The Snowstorm to Beat All Snowstorms



They say we haven't had a snowstorm like this since the 1970's. Yup, it was nasty! Besides giving the kids 2 1/2 show days and shutting down pretty much every business in town (except hospitals, of course), it was the source of a couple of ugly arguments.

First, there was the argument with David about why he could not drive the Mustang to go out with his friends in the middle of a blizzard. Common sense did not prevail, and he decided to walk. He was back in about 15 minutes.

Then there were the periodic short arguments between Al and I about whether or not the city ordinance about shoveling the sidewalk applied to all sidewalks except the one in front of 9419 Hickory Drive, and whether it was wiser to shovel small amounts of snow more often or wait until the storm was over and shovel one time.
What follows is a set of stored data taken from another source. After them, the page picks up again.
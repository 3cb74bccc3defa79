use crate::config::AppConfig;
use tracing_appender::non_blocking::WorkerGuard;
use tracing_appender::rolling::RollingFileAppender;
use tracing_subscriber::{EnvFilter, fmt, prelude::*};

/// `log_level` applies to this crate; dependencies only report warnings.
fn default_directives(log_level: &str) -> String {
    format!("warn,stock_service={}", log_level)
}

fn file_appender(config: &AppConfig) -> RollingFileAppender {
    match config.rotation.as_str() {
        "hourly" => tracing_appender::rolling::hourly(&config.log_dir, &config.log_file),
        "daily" => tracing_appender::rolling::daily(&config.log_dir, &config.log_file),
        _ => tracing_appender::rolling::never(&config.log_dir, &config.log_file),
    }
}

/// Install the global subscriber. `RUST_LOG` overrides the configured level.
///
/// Keep the returned guard alive for the lifetime of the process or buffered
/// file output is lost.
pub fn init_logging(config: &AppConfig) -> WorkerGuard {
    let (writer, guard) = tracing_appender::non_blocking(file_appender(config));

    let filter = EnvFilter::try_from_default_env()
        .unwrap_or_else(|_| EnvFilter::new(default_directives(&config.log_level)));
    let registry = tracing_subscriber::registry().with(filter);

    if config.use_json {
        registry
            .with(
                fmt::layer()
                    .json()
                    .with_target(true)
                    .with_writer(writer)
                    .with_ansi(false),
            )
            .init();
    } else {
        registry
            .with(fmt::layer().with_target(false).with_writer(writer).with_ansi(false))
            .with(fmt::layer().with_target(false).with_ansi(true))
            .init();
    }

    guard
}
//! Shared HTTP test harness
//!
//! Serves the real router on an ephemeral port, backed by the in-memory
//! store, and drives it with reqwest.

use std::sync::Arc;

use serde_json::Value;
use tokio::net::TcpListener;

use stock_service::gateway::{build_router, state::AppState};
use stock_service::order::{MemoryProductStore, OrderService};

#[allow(dead_code)]
pub struct TestServer {
    pub base: String,
    pub store: Arc<MemoryProductStore>,
    client: reqwest::Client,
}

#[allow(dead_code)]
impl TestServer {
    pub async fn start() -> Self {
        let store = Arc::new(MemoryProductStore::new());
        let state = Arc::new(AppState::new(OrderService::new(store.clone()), None));
        let app = build_router(state);

        let listener = TcpListener::bind("127.0.0.1:0").await.unwrap();
        let addr = listener.local_addr().unwrap();
        tokio::spawn(async move {
            axum::serve(listener, app).await.unwrap();
        });

        Self {
            base: format!("http://{}", addr),
            store,
            client: reqwest::Client::new(),
        }
    }

    pub async fn post(&self, path: &str, body: Value) -> (u16, Value) {
        let resp = self
            .client
            .post(format!("{}{}", self.base, path))
            .json(&body)
            .send()
            .await
            .unwrap();
        let status = resp.status().as_u16();
        let body = resp.json::<Value>().await.unwrap_or(Value::Null);
        (status, body)
    }
}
But the real blow up came when I reminded Al that HE was the one who has been too cheap to buy a snow blower, to which he vowed that he was going out to buy a snowblower TODAY in the height of the storm. Luckily, there was not a snowblower left in any store in town (I say luckily because had they jacked the price up by a cool grand Al would have gladly slapped the money down.)

Anyway, things are pretty much back to winter "normal," which is lousy any way you cut it. But at least we aren't cooped up together picking fights.


Shovel vs. snow drift...I'm not sure who won.


Yes, there are steps in front of our front door...somewhere under all that snow!